Task requirements:
A single figure is required: the number of lines below in which the word "receiver" occurs.

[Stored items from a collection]
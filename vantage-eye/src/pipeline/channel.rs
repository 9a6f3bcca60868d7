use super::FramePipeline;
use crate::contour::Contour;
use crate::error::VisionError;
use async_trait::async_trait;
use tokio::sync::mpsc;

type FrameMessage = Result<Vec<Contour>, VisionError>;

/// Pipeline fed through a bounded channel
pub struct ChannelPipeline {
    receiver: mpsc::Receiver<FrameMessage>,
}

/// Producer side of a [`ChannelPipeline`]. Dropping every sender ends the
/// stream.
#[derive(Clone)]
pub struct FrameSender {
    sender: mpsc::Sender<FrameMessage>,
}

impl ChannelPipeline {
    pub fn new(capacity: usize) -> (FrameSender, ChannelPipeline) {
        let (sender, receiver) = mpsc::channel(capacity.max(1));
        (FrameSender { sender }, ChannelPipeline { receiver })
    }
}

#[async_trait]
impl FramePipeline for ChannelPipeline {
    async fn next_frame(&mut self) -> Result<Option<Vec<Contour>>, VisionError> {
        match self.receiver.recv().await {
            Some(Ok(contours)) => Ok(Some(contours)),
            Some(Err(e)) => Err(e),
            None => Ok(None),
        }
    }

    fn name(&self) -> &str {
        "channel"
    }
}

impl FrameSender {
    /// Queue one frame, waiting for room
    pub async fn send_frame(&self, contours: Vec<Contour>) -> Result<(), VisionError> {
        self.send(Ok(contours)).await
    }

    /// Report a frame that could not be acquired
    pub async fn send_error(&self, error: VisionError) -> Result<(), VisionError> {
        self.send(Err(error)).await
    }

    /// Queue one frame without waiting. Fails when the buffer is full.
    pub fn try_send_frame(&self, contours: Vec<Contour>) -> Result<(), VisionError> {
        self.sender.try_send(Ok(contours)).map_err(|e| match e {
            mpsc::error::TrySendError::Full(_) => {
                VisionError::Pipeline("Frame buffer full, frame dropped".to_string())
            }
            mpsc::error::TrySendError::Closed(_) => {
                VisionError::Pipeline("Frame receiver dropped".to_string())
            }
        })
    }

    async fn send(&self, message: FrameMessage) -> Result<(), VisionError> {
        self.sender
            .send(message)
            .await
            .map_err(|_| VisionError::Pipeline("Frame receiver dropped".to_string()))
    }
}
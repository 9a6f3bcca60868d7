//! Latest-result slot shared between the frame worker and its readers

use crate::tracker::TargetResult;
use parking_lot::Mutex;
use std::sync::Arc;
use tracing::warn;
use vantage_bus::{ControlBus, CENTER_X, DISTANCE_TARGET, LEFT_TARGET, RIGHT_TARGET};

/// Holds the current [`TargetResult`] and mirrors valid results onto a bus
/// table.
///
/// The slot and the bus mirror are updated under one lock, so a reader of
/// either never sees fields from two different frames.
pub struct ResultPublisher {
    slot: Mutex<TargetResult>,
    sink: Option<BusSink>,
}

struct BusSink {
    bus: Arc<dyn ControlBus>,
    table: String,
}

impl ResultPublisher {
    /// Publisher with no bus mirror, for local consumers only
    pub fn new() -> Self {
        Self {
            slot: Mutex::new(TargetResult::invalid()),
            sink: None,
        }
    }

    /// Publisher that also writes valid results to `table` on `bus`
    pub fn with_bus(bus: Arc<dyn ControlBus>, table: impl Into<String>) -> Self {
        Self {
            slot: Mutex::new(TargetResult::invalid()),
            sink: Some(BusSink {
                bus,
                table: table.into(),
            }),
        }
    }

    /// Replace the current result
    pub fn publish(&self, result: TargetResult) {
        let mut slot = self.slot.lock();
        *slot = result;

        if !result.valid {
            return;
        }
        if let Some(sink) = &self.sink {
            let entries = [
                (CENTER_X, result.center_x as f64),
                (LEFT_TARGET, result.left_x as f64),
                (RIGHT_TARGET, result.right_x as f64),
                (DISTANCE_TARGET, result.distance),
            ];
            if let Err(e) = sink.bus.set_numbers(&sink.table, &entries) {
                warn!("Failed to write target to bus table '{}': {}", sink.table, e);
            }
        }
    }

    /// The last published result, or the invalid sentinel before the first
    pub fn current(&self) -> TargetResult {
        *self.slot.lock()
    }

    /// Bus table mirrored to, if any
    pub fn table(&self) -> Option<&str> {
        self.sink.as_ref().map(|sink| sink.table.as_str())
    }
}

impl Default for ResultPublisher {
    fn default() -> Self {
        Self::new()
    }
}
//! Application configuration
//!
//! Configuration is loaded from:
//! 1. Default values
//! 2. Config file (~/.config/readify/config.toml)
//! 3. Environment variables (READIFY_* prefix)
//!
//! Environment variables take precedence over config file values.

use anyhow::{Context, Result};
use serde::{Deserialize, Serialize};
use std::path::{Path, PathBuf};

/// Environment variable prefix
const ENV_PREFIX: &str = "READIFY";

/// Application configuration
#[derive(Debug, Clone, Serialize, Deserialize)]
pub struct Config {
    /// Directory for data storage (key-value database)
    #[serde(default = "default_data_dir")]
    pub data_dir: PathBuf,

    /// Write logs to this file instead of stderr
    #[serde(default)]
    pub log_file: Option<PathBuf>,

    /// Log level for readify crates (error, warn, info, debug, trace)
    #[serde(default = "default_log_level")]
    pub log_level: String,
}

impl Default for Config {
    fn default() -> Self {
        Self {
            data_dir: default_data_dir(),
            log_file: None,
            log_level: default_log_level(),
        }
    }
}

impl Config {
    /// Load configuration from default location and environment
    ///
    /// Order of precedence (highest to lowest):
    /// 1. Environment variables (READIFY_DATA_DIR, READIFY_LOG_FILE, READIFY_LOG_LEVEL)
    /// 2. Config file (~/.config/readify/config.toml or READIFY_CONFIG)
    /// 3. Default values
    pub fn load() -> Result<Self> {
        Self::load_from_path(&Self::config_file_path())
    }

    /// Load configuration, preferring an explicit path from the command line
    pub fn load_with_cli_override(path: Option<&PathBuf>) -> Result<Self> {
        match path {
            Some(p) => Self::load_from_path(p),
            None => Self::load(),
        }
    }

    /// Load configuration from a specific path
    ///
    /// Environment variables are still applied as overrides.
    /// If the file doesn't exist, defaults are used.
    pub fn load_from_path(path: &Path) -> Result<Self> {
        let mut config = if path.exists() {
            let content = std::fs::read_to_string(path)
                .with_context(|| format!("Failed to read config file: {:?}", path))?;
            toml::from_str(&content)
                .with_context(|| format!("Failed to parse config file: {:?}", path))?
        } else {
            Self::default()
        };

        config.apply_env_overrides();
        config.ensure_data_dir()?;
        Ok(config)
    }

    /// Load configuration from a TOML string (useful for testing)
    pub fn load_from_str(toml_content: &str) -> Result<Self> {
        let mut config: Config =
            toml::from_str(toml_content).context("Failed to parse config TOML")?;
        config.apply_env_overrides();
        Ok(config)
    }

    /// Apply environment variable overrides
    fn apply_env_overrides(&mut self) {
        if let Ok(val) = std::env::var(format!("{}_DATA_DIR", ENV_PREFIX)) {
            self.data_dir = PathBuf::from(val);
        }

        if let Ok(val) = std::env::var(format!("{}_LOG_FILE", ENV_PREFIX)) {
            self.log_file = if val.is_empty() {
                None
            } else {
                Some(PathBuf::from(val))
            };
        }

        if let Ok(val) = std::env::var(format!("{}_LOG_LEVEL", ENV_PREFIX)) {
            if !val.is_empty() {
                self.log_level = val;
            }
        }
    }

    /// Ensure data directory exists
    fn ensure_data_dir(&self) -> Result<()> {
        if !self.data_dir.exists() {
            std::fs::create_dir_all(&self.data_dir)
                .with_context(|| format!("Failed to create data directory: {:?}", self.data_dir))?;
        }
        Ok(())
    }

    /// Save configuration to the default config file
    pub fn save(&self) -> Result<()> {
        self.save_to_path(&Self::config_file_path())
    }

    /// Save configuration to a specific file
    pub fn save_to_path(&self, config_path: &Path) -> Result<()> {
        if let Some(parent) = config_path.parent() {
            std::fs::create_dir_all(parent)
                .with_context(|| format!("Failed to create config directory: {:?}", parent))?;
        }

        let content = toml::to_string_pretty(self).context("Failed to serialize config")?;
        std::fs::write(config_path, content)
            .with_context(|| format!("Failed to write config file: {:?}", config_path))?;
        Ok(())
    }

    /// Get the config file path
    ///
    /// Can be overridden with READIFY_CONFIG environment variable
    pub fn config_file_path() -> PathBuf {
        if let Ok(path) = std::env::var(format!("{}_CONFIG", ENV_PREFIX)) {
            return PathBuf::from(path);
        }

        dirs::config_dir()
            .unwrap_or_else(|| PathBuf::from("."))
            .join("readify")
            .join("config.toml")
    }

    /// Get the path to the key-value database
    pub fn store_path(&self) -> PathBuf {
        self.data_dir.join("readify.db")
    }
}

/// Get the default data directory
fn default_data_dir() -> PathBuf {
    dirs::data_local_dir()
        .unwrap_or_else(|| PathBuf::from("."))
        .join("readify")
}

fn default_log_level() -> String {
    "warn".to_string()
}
---
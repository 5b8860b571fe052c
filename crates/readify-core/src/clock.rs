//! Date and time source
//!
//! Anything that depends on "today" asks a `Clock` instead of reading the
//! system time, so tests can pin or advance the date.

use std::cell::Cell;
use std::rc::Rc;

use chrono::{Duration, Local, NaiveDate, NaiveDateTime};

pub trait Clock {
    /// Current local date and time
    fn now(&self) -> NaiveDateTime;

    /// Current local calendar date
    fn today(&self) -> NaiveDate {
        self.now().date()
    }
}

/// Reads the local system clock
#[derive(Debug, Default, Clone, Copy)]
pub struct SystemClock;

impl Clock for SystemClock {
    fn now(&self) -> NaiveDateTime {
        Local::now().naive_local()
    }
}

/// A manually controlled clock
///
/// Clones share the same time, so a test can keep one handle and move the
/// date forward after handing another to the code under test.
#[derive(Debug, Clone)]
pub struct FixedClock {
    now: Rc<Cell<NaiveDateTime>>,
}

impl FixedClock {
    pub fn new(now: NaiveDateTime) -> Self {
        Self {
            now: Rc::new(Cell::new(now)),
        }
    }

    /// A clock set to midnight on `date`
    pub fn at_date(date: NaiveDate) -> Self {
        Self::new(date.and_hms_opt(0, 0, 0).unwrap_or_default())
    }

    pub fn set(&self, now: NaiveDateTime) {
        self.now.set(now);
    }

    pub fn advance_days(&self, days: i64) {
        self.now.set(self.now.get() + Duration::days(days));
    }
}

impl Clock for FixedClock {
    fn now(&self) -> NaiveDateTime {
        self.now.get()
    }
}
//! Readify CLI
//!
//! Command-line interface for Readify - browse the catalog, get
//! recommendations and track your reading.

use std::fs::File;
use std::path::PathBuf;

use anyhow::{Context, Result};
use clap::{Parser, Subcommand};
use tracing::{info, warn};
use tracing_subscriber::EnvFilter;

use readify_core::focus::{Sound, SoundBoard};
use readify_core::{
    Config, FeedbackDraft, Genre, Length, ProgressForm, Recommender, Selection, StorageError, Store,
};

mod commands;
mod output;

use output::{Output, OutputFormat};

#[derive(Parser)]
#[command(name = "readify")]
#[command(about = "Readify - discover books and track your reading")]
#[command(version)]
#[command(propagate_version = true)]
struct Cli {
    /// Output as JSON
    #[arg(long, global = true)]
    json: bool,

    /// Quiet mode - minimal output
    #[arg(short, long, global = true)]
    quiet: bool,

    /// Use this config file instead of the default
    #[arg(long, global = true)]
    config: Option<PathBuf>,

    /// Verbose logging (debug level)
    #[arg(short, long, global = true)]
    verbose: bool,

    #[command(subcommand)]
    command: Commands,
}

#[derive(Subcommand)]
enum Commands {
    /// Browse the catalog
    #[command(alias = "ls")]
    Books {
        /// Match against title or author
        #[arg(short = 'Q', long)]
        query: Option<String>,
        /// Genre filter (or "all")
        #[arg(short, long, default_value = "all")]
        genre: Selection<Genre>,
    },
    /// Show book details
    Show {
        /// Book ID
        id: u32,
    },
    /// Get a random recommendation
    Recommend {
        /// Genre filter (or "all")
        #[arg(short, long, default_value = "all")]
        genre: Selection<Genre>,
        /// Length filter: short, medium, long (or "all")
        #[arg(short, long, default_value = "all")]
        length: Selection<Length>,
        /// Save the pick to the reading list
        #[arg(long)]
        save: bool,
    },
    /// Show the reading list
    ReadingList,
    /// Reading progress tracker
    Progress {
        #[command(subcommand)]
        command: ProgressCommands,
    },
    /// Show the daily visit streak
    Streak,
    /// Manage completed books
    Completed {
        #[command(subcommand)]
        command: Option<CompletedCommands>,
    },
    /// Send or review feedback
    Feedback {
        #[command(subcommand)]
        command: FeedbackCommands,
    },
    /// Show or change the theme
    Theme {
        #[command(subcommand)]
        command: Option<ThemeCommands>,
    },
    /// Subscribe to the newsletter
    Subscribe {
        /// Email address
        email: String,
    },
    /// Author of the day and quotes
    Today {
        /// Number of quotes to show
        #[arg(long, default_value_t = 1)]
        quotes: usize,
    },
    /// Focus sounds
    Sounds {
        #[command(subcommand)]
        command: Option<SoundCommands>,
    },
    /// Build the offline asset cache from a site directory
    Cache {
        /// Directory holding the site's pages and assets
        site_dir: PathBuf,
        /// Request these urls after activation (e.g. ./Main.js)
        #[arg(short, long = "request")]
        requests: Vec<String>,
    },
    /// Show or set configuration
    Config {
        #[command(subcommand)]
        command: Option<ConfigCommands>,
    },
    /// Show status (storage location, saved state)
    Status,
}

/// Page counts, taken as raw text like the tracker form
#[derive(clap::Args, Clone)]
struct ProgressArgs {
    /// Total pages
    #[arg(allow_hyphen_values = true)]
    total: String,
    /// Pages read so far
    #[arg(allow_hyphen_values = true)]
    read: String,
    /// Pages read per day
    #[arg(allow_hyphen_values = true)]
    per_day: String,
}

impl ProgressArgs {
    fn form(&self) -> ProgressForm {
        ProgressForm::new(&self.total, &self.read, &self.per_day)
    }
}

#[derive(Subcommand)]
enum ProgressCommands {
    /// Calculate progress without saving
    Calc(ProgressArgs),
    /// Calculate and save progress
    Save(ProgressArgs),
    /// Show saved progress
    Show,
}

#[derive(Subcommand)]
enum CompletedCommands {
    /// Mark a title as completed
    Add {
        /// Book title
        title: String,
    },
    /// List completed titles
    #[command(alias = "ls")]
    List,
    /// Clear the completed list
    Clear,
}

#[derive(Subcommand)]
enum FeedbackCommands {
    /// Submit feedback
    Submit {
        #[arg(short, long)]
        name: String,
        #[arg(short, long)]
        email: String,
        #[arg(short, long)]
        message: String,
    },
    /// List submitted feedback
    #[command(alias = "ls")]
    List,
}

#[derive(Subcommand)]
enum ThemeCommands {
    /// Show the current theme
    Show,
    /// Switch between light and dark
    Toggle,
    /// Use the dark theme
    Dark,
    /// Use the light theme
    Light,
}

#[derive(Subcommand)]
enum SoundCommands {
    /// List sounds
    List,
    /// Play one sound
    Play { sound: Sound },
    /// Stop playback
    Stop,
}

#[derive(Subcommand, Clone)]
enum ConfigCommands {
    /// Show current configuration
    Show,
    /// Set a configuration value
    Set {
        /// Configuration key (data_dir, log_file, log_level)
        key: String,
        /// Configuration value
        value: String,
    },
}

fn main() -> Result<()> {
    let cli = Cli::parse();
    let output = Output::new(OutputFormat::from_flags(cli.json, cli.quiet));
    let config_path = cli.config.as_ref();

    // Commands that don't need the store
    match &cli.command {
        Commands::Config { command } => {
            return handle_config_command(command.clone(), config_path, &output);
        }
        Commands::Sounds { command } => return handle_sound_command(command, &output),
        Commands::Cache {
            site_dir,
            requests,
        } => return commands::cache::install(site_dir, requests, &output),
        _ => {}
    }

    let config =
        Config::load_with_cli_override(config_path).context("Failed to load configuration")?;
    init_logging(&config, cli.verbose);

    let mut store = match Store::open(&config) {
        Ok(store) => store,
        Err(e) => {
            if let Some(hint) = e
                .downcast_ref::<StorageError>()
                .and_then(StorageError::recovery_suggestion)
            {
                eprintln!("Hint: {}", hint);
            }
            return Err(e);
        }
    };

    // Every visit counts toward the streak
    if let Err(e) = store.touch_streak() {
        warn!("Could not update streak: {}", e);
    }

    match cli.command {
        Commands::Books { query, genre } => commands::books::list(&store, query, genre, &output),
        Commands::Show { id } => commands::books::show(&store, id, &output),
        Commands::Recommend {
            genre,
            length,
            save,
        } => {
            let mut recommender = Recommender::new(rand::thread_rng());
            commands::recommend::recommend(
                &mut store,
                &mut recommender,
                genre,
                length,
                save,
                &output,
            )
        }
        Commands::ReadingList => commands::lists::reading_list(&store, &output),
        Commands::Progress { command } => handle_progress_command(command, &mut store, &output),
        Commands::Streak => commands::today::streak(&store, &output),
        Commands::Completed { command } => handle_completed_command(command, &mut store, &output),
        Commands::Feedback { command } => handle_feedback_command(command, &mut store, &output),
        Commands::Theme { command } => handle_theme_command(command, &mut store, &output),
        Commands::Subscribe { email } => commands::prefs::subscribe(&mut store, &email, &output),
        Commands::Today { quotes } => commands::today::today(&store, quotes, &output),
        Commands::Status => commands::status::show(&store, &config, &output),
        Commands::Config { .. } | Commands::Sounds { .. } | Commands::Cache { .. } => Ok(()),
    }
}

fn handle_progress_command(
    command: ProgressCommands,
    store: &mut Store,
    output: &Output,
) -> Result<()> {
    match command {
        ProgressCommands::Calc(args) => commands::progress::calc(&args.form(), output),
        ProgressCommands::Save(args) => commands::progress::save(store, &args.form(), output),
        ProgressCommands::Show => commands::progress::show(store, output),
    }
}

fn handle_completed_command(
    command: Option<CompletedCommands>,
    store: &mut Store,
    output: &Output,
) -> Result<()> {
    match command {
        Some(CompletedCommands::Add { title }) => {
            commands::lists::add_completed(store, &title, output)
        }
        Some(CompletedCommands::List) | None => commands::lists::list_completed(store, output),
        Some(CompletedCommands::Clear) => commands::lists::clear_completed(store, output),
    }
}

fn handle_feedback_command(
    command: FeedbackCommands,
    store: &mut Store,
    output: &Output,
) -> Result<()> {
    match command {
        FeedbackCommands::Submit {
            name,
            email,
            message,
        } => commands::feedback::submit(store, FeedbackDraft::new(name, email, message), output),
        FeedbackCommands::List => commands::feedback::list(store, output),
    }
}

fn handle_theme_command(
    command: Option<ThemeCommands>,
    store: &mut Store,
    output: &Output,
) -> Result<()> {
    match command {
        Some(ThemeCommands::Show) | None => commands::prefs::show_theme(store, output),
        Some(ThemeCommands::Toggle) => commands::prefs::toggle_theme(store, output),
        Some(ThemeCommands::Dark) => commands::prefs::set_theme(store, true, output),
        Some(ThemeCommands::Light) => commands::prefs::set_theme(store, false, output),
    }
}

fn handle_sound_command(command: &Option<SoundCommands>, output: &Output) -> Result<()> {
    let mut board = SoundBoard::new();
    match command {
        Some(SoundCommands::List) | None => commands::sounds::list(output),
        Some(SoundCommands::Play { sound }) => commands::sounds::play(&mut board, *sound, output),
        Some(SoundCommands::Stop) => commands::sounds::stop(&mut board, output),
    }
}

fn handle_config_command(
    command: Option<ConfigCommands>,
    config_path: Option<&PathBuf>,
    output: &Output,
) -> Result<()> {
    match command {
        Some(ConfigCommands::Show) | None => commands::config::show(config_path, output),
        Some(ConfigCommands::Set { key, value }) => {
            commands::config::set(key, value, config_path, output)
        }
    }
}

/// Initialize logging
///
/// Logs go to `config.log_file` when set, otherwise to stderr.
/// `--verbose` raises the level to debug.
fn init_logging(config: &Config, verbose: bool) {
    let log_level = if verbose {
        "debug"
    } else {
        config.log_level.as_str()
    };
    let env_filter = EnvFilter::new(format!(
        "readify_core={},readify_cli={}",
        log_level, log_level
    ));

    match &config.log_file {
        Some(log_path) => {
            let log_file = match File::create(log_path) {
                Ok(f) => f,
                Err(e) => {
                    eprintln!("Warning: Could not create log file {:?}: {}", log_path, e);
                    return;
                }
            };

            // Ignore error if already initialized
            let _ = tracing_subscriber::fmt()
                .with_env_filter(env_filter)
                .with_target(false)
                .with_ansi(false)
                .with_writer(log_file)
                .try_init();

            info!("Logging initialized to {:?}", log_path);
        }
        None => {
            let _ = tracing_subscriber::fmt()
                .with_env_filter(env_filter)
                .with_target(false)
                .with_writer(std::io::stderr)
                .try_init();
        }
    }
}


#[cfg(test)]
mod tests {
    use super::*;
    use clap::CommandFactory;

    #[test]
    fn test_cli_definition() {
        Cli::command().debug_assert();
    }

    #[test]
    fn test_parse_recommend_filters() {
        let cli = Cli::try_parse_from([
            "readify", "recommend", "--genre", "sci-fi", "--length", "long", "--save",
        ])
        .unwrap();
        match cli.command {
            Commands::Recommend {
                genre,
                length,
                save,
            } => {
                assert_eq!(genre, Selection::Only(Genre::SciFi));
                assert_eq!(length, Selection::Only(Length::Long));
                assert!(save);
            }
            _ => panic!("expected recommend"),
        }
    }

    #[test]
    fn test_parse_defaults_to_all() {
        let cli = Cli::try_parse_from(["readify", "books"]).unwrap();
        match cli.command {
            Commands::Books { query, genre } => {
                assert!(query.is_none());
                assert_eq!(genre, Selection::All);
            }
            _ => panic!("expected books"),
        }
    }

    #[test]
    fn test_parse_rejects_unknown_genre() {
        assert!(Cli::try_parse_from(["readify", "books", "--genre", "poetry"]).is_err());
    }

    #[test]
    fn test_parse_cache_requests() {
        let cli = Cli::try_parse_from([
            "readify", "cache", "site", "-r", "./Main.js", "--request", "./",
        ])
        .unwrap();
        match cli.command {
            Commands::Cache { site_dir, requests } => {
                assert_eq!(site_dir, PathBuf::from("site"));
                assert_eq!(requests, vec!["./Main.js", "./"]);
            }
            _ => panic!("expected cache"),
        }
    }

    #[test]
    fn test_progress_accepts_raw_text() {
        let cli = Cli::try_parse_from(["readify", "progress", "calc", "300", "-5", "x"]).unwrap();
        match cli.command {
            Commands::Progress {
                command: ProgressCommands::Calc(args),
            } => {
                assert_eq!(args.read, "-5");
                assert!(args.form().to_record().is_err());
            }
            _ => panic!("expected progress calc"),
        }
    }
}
---
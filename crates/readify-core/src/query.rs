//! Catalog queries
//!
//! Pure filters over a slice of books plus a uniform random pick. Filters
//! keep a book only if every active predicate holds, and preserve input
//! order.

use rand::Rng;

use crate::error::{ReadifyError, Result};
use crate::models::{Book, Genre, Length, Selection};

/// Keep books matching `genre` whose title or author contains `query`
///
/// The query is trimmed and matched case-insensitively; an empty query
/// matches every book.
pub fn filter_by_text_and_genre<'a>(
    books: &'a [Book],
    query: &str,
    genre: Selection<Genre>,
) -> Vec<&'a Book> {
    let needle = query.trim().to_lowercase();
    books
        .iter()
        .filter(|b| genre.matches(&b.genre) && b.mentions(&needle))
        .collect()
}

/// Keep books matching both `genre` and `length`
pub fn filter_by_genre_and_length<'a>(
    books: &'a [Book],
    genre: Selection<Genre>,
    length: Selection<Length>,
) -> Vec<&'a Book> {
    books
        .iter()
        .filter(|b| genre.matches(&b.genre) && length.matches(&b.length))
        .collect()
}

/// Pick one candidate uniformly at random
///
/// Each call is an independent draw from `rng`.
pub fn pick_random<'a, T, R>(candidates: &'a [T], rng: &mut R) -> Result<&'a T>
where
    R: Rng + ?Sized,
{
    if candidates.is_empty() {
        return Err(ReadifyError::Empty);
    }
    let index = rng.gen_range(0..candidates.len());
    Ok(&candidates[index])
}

Expected output:
6